*RECORDS FOR PROCESSING*
########

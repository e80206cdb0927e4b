//! Traits at the host boundary.
//!
//! A host implements [`EventSource`] for its connection hooks and [`Roster`]
//! for its player table. Collectors only ever see these traits.

use std::sync::Arc;

use crate::event::{ConnectionEvent, EventKind, PlayerIdentity, SlotIndex};

/// Handle returned by [`EventSource::subscribe`], kept for unsubscription.
#[derive(Debug, Clone, Copy, PartialEq, Eq, Hash, PartialOrd, Ord)]
pub struct SubscriptionId(pub u64);

/// Callback fired on the host's dispatch thread.
///
/// Implementations must return quickly and must not block or panic: a
/// failure here would abort dispatch for every other subscriber.
pub trait ConnectionHandler: Send + Sync {
    fn handle(&self, event: ConnectionEvent);
}

impl<F> ConnectionHandler for F
where
    F: Fn(ConnectionEvent) + Send + Sync,
{
    fn handle(&self, event: ConnectionEvent) {
        self(event)
    }
}

/// Host-side event hook registration.
pub trait EventSource: Send + Sync {
    fn subscribe(&self, kind: EventKind, handler: Arc<dyn ConnectionHandler>) -> SubscriptionId;

    /// Returns false when `id` was not subscribed.
    fn unsubscribe(&self, id: SubscriptionId) -> bool;
}

/// Host player table.
pub trait Roster: Send + Sync {
    /// `None` means the host has no record for the slot right now. During
    /// join and leave dispatch this is an expected race, not an error.
    fn lookup(&self, slot: SlotIndex) -> Option<PlayerIdentity>;
}
use std::sync::atomic::{AtomicU64, Ordering};
use std::sync::Arc;

use dashmap::DashMap;

use rollcall_core::event::{ConnectionEvent, EventKind};
use rollcall_core::host::{ConnectionHandler, EventSource, SubscriptionId};

struct Subscriber {
    kind: EventKind,
    handler: Arc<dyn ConnectionHandler>,
}

/// In-process connection hook table.
///
/// Hosts that embed the exporter call [`EventHub::emit`] from their dispatch
/// thread; collectors register through the [`EventSource`] impl.
pub struct EventHub {
    subscribers: DashMap<SubscriptionId, Subscriber>,
    seq: AtomicU64,
}

impl EventHub {
    pub fn new() -> Self {
        Self {
            subscribers: DashMap::new(),
            seq: AtomicU64::new(1),
        }
    }

    /// Deliver one event to every handler subscribed to its kind, in
    /// subscription order.
    pub fn emit(&self, event: ConnectionEvent) {
        // Snapshot first so handlers may (un)subscribe without deadlocking the map.
        let mut targets: Vec<(SubscriptionId, Arc<dyn ConnectionHandler>)> = self
            .subscribers
            .iter()
            .filter(|e| e.value().kind == event.kind)
            .map(|e| (*e.key(), Arc::clone(&e.value().handler)))
            .collect();
        targets.sort_by_key(|(id, _)| *id);

        for (_, handler) in targets {
            handler.handle(event);
        }
    }

    pub fn join(&self, slot: impl Into<rollcall_core::SlotIndex>) {
        self.emit(ConnectionEvent::join(slot));
    }

    pub fn leave(&self, slot: impl Into<rollcall_core::SlotIndex>) {
        self.emit(ConnectionEvent::leave(slot));
    }

    pub fn subscriber_count(&self, kind: EventKind) -> usize {
        self.subscribers.iter().filter(|e| e.value().kind == kind).count()
    }
}

impl Default for EventHub {
    fn default() -> Self {
        Self::new()
    }
}

impl EventSource for EventHub {
    fn subscribe(&self, kind: EventKind, handler: Arc<dyn ConnectionHandler>) -> SubscriptionId {
        let id = SubscriptionId(self.seq.fetch_add(1, Ordering::Relaxed));
        self.subscribers.insert(id, Subscriber { kind, handler });
        id
    }

    fn unsubscribe(&self, id: SubscriptionId) -> bool {
        self.subscribers.remove(&id).is_some()
    }
}

#[cfg(test)]
mod tests {
    use super::*;
    use std::sync::Mutex;

    #[test]
    fn delivers_by_kind_in_order() {
        let hub = EventHub::new();
        let seen = Arc::new(Mutex::new(Vec::new()));

        let s1 = Arc::clone(&seen);
        hub.subscribe(EventKind::Join, Arc::new(move |ev: ConnectionEvent| {
            s1.lock().unwrap().push(("first", ev));
        }));
        let s2 = Arc::clone(&seen);
        hub.subscribe(EventKind::Join, Arc::new(move |ev: ConnectionEvent| {
            s2.lock().unwrap().push(("second", ev));
        }));
        let s3 = Arc::clone(&seen);
        hub.subscribe(EventKind::Leave, Arc::new(move |ev: ConnectionEvent| {
            s3.lock().unwrap().push(("leave", ev));
        }));

        hub.join(4u32);
        let got = seen.lock().unwrap().clone();
        assert_eq!(
            got,
            vec![("first", ConnectionEvent::join(4u32)), ("second", ConnectionEvent::join(4u32))]
        );
    }

    #[test]
    fn ids_start_at_one_either_way() {
        let noop = |_ev: ConnectionEvent| {};
        let a = EventHub::new().subscribe(EventKind::Join, Arc::new(noop));
        let b = EventHub::default().subscribe(EventKind::Join, Arc::new(noop));
        assert_eq!(a, SubscriptionId(1));
        assert_eq!(b, SubscriptionId(1));
    }

    #[test]
    fn unsubscribe_stops_delivery() {
        let hub = EventHub::new();
        let hits = Arc::new(AtomicU64::new(0));
        let h = Arc::clone(&hits);
        let id = hub.subscribe(EventKind::Leave, Arc::new(move |_ev: ConnectionEvent| {
            h.fetch_add(1, Ordering::Relaxed);
        }));

        hub.leave(1u32);
        assert!(hub.unsubscribe(id));
        assert!(!hub.unsubscribe(id));
        hub.leave(1u32);

        assert_eq!(hits.load(Ordering::Relaxed), 1);
        assert_eq!(hub.subscriber_count(EventKind::Leave), 0);
    }
}
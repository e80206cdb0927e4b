//! Top-level facade crate for rollcall.
//!
//! Re-exports core types and the exporter library so hosts can depend on a single crate.

pub mod core {
    pub use rollcall_core::*;
}

pub mod exporter {
    pub use rollcall_exporter::*;
}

########

Search the listing above for the lines with "let noop = |_ev: ConnectionEvent|" and "assert!(hub.unsubscribe(id));", then output those lines and all lines between them exactly.

        let noop = |_ev: ConnectionEvent| {};
        let a = EventHub::new().subscribe(EventKind::Join, Arc::new(noop));
        let b = EventHub::default().subscribe(EventKind::Join, Arc::new(noop));
        assert_eq!(a, SubscriptionId(1));
        assert_eq!(b, SubscriptionId(1));
    }

    #[test]
    fn unsubscribe_stops_delivery() {
        let hub = EventHub::new();
        let hits = Arc::new(AtomicU64::new(0));
        let h = Arc::clone(&hits);
        let id = hub.subscribe(EventKind::Leave, Arc::new(move |_ev: ConnectionEvent| {
            h.fetch_add(1, Ordering::Relaxed);
        }));

        hub.leave(1u32);
        assert!(hub.unsubscribe(id));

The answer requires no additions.